> [Saved entries]
※ ※ ※

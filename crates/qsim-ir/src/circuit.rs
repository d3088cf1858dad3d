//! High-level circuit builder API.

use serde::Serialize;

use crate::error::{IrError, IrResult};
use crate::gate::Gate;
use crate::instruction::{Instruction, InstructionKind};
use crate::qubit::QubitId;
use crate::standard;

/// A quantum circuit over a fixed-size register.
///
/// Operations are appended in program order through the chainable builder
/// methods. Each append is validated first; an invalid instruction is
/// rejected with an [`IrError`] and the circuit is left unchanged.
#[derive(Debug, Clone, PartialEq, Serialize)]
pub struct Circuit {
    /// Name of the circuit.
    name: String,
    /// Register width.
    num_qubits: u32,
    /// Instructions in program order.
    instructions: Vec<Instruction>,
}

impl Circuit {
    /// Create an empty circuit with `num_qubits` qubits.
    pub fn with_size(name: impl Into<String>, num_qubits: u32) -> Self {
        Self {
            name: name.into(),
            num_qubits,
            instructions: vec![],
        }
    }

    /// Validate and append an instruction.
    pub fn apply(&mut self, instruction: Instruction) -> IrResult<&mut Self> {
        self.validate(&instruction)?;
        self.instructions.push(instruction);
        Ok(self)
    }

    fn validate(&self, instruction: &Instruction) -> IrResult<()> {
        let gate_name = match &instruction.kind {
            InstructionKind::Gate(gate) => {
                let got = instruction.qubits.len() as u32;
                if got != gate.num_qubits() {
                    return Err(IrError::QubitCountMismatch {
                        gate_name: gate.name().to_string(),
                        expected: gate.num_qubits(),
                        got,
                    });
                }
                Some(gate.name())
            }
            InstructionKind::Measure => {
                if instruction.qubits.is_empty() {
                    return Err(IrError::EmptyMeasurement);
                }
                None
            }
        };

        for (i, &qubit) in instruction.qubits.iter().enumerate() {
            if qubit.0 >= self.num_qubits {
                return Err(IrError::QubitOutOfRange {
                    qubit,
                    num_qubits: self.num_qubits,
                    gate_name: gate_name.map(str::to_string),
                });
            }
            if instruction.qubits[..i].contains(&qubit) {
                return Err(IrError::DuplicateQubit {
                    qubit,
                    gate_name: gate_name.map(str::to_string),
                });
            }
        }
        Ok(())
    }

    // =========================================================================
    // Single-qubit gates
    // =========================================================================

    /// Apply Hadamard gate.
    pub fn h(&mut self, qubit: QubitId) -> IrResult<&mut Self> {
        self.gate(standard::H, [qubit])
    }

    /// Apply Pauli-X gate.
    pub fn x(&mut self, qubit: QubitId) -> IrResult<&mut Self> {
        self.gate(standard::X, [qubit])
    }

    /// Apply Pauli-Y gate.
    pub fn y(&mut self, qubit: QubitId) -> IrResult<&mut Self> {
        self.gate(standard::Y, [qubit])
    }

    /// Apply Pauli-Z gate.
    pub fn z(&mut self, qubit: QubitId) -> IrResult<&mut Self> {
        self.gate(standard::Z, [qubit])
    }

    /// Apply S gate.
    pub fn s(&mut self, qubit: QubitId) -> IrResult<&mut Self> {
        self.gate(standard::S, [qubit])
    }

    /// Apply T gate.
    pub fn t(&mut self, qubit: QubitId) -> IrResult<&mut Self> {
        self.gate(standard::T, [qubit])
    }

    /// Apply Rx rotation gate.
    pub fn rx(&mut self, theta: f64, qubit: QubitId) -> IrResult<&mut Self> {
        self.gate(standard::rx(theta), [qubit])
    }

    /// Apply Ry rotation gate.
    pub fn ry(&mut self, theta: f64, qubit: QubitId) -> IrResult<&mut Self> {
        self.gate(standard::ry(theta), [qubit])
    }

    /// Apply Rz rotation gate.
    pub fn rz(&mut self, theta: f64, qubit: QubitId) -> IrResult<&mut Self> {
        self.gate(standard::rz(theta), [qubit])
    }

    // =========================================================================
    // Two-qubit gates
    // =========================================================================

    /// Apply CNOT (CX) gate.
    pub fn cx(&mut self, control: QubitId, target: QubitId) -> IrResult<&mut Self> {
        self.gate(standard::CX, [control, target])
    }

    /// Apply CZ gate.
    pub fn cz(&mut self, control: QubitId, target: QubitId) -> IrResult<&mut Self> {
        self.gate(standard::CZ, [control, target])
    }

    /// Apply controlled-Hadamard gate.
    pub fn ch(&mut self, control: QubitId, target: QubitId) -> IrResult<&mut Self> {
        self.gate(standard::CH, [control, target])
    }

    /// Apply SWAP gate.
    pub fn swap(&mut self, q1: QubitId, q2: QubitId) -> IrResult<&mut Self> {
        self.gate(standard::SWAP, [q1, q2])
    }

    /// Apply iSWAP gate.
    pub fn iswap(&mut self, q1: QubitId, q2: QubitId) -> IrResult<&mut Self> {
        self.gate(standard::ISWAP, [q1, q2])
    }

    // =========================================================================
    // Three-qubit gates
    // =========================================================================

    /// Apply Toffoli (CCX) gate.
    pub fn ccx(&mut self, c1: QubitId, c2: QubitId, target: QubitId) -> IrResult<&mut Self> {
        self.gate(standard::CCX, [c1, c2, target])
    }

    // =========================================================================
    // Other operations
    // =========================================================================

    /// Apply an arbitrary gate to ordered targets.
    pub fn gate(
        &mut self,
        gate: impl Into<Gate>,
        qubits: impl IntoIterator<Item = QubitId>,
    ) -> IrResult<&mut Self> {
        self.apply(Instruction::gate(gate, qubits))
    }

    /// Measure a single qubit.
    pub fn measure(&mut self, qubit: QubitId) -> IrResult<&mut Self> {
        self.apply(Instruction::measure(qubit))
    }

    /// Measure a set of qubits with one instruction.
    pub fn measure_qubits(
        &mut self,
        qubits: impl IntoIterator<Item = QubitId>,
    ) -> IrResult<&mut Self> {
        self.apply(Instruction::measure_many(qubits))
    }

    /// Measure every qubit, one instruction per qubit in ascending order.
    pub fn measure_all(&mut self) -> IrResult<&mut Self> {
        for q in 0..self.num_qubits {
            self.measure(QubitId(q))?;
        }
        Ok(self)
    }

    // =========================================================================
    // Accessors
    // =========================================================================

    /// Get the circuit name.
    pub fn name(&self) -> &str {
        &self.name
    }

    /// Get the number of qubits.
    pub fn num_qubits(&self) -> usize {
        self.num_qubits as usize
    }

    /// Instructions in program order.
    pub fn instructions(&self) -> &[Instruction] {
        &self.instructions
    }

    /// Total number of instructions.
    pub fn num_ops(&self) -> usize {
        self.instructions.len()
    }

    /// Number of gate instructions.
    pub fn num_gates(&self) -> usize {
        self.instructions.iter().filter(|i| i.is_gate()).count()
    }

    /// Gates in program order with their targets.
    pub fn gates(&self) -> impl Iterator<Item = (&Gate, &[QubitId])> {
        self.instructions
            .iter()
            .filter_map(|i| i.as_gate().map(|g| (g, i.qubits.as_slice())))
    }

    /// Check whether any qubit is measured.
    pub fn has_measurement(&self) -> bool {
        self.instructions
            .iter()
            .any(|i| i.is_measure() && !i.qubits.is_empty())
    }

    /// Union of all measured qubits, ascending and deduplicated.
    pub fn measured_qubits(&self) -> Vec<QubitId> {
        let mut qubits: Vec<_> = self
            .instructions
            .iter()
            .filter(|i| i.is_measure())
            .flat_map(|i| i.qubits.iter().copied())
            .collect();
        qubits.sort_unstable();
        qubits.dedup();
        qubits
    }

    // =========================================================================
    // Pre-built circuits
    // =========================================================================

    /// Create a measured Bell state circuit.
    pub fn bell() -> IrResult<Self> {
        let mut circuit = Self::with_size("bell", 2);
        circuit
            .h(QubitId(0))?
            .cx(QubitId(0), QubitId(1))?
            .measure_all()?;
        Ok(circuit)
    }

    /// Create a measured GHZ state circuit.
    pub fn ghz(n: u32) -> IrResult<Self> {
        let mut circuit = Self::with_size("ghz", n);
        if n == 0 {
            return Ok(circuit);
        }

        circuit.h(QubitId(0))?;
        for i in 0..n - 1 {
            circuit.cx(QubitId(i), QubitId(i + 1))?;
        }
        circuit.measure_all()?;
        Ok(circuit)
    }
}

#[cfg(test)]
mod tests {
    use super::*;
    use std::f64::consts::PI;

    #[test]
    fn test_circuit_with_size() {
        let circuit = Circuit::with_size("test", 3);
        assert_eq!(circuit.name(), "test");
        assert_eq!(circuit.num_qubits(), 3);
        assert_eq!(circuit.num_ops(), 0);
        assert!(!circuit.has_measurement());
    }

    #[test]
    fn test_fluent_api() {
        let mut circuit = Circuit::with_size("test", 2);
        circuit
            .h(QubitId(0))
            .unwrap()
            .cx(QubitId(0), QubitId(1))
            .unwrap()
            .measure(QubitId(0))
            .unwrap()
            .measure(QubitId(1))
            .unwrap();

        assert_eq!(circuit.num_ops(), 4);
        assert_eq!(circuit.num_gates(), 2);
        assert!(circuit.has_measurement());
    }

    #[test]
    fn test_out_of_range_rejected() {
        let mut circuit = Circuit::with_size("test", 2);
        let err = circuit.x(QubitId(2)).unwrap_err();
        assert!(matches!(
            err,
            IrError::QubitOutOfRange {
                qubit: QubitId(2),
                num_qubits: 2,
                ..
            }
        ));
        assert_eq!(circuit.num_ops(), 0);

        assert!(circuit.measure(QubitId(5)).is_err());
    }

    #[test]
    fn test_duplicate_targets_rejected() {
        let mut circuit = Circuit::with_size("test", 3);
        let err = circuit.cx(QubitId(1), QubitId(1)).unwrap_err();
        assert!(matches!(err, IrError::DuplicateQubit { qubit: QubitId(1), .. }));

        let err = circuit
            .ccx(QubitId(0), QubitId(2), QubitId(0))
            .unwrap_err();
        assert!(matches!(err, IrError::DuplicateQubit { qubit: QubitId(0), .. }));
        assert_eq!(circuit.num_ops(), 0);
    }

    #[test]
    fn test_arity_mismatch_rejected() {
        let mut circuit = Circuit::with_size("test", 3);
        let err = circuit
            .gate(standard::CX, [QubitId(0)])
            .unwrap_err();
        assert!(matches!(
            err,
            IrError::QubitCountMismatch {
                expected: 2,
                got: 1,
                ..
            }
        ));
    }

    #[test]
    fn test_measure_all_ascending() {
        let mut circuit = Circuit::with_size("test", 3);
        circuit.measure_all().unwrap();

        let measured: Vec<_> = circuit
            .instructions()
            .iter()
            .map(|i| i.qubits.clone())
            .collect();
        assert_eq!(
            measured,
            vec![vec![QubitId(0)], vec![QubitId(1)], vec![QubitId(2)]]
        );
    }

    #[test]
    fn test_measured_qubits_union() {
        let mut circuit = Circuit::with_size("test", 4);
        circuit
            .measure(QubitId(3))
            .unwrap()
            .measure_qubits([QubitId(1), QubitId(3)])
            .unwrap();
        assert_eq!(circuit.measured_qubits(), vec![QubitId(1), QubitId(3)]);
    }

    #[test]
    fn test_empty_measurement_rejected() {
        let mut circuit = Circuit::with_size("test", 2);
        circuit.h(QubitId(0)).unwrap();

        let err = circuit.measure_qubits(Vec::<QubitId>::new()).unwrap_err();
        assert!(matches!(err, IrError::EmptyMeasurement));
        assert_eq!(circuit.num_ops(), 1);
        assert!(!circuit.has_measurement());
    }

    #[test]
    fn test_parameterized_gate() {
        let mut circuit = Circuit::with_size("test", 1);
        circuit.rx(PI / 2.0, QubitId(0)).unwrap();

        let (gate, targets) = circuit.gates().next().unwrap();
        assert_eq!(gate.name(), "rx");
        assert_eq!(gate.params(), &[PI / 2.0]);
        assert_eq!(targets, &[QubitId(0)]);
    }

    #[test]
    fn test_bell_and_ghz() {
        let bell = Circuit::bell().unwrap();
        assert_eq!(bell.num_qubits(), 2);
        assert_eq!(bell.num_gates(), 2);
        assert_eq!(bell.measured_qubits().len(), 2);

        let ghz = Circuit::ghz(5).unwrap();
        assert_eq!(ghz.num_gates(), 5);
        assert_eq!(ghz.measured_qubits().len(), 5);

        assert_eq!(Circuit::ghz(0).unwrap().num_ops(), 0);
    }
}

※ ※ ※

> [REQUIRED WORK] Look above for the line holding "self.gate(standard::S, [qubit])" and the line holding "self.gate(standard::ry(theta), [qubit])", then output exactly those two lines and every line between them, nothing more.

> [WRITTEN REPLY]
        self.gate(standard::S, [qubit])
    }

    /// Apply T gate.
    pub fn t(&mut self, qubit: QubitId) -> IrResult<&mut Self> {
        self.gate(standard::T, [qubit])
    }

    /// Apply Rx rotation gate.
    pub fn rx(&mut self, theta: f64, qubit: QubitId) -> IrResult<&mut Self> {
        self.gate(standard::rx(theta), [qubit])
    }

    /// Apply Ry rotation gate.
    pub fn ry(&mut self, theta: f64, qubit: QubitId) -> IrResult<&mut Self> {
        self.gate(standard::ry(theta), [qubit])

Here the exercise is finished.